Architectures of production in the 21st century Italian mountains
Abstract
The theme of production seems at odds with the images depicting an idealistic, idyllic daily life of mountain villages and landscapes that appeared in glossy magazines during the pandemic and became imprinted on the collective imagination of urban populations. Production (including industrial production) has deeply altered the life and appearance of mountains in Italy. First during the nineteenth century, with hydroelectric power plants, and then with the gradual relocation of production plants to the plains following the apogee of Fordism in the second half of the twentieth century. Thus, the era of large factories of the 1960s gradually came to an end, evolving towards a period of disruptive “molecular” capitalism and an all-Italian manufacturing system organized in industrial districts. The morphology of production plants evolved too, while products became more and more standardized and were stored in warehouses: in this frenzy of economic growth, the superficiality of capitalism overtook the ancient sector of mountain agriculture, transferring the notion of warehouse into its traditional production facilities, namely barns and stables.

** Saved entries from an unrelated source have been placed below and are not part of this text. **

//! Synthesizer
//!
//! Composes the final answer from every task output in one mid-tier call.

use std::sync::Arc;
use tracing::{info, warn};

use super::state::{NodeId, OrchestratorState, TaskResult};
use crate::agent::RolePayload;
use crate::routing::{ModelTier, RouteRequest, TieredRouter};
use crate::utils::truncate_chars;

const SYSTEM_PROMPT: &str = "You are the lead analyst of an enterprise knowledge platform. \
You write the final answer for the user from the findings of specialist agents and tools. \
Be accurate and complete, cite sources with [n] markers where citations are given, \
and say plainly when the findings do not support an answer.";

pub struct Synthesizer {
    router: Option<Arc<TieredRouter>>,
    context_chars: usize,
    default_confidence: f32,
}

impl Synthesizer {
    pub fn new(router: Option<Arc<TieredRouter>>) -> Self {
        Self {
            router,
            context_chars: 8000,
            default_confidence: 0.85,
        }
    }

    pub fn with_context_chars(mut self, chars: usize) -> Self {
        self.context_chars = chars;
        self
    }

    pub fn with_default_confidence(mut self, confidence: f32) -> Self {
        self.default_confidence = confidence.clamp(0.0, 1.0);
        self
    }

    pub async fn synthesize(&self, state: &mut OrchestratorState) {
        state.next_agent = Some(NodeId::SafetyCheck);

        let Some(ref router) = self.router else {
            state.final_answer = digest(state);
            state.confidence = 0.0;
            return;
        };

        let request = RouteRequest::new(self.build_prompt(state))
            .with_system(SYSTEM_PROMPT)
            .with_temperature(0.3)
            .with_max_tokens(2048)
            .force_tier(ModelTier::Standard);

        match router.route(request).await {
            Ok(routed) => {
                state.record_llm_call(&routed);
                state.final_answer = routed.response.text.trim().to_string();
                state.confidence = self.default_confidence;
                info!(
                    trace_id = %state.trace_id,
                    outputs = state.agent_outputs.len(),
                    "Synthesized final answer"
                );
            }
            Err(e) => {
                warn!(error = %e, "Synthesis call failed, returning digest of task outputs");
                state.final_answer = digest(state);
                state.confidence = 0.0;
            }
        }
    }

    fn build_prompt(&self, state: &OrchestratorState) -> String {
        let outputs = serde_json::to_string_pretty(&state.agent_outputs).unwrap_or_default();
        let mut prompt = format!(
            "USER QUERY:\n{}\n\nSPECIALIST AND TOOL OUTPUTS (keyed by role or task id):\n{}\n",
            state.user_query,
            truncate_chars(&outputs, self.context_chars)
        );

        if !state.citations.is_empty() {
            prompt.push_str("\nCITATIONS:\n");
            for (i, citation) in state.citations.iter().enumerate() {
                let title = citation.title.as_deref().unwrap_or(&citation.source);
                prompt.push_str(&format!("[{}] {} ({})\n", i + 1, title, citation.source));
            }
        }

        prompt.push_str("\nWrite a comprehensive, well-cited answer to the user query.");
        prompt
    }
}

/// Plain rendering of the outputs, used when no model can write the answer.
fn digest(state: &OrchestratorState) -> String {
    let mut lines = Vec::new();
    for (key, result) in &state.agent_outputs {
        let line = match result {
            TaskResult::Plugin(out) if out.success => format!("{}: {}", key, out.data),
            TaskResult::Plugin(out) => format!("{}: failed ({})", key, out.error.as_deref().unwrap_or("unknown error")),
            TaskResult::Specialist(out) => match &out.payload {
                RolePayload::Research(r) => format!("{}: {}", key, r.summary),
                RolePayload::Degraded { raw_text } => format!("{}: {}", key, raw_text.trim()),
                RolePayload::Unavailable { .. } => continue,
                other => format!("{}: {}", key, serde_json::to_string(other).unwrap_or_default()),
            },
        };
        lines.push(line);
    }

    if lines.is_empty() {
        "No answer could be produced: no language model is available and no task produced output.".to_string()
    } else {
        format!("Collected results for \"{}\":\n{}", state.user_query, lines.join("\n"))
    }
}

#[cfg(test)]
mod tests {
    use super::*;
    use crate::agent::{AgentOutput, SpecialistRole};
    use crate::tools::PluginOutput;
    use serde_json::json;

    #[tokio::test]
    async fn test_without_router_digests_outputs() {
        let synth = Synthesizer::new(None);
        let mut state = OrchestratorState::new("What is 50*2?", "t");
        state
            .agent_outputs
            .insert("t1".to_string(), TaskResult::Plugin(PluginOutput::success(json!({"result": 100}))));
        state.agent_outputs.insert(
            "coder".to_string(),
            TaskResult::Specialist(AgentOutput::unavailable(SpecialistRole::Coder, "no provider")),
        );

        synth.synthesize(&mut state).await;

        assert_eq!(state.next_agent, Some(NodeId::SafetyCheck));
        assert_eq!(state.confidence, 0.0);
        assert!(state.final_answer.contains("t1: {\"result\":100}"));
        assert!(!state.final_answer.contains("coder"));
    }

    #[tokio::test]
    async fn test_empty_outputs_still_answer() {
        let synth = Synthesizer::new(None);
        let mut state = OrchestratorState::new("hello", "t");
        synth.synthesize(&mut state).await;
        assert!(state.final_answer.starts_with("No answer could be produced"));
    }

    #[test]
    fn test_prompt_is_bounded() {
        let synth = Synthesizer::new(None).with_context_chars(100);
        let mut state = OrchestratorState::new("q", "t");
        state.agent_outputs.insert(
            "researcher".to_string(),
            TaskResult::Specialist(AgentOutput::degraded(SpecialistRole::Researcher, &"z".repeat(5000))),
        );
        let prompt = synth.build_prompt(&state);
        assert!(prompt.contains("...[truncated]"));
        assert!(prompt.len() < 1000);
    }
}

Thus, while on the one hand agronomic practices gained new attention, on the other hand the architectural features of production buildings in the mountains continued to seem “out of context”. A renewed attention to the shape of production buildings began to develop even in a climatically and morphologically complex territory such as the mountains. I believe that the features and characters of the new architecture of production will become less authorial and at the same time more explicit in representing the material and cultural relationship with the specificities of the mountain territory and in establishing a dialogue with the cultures that have inhabited these places.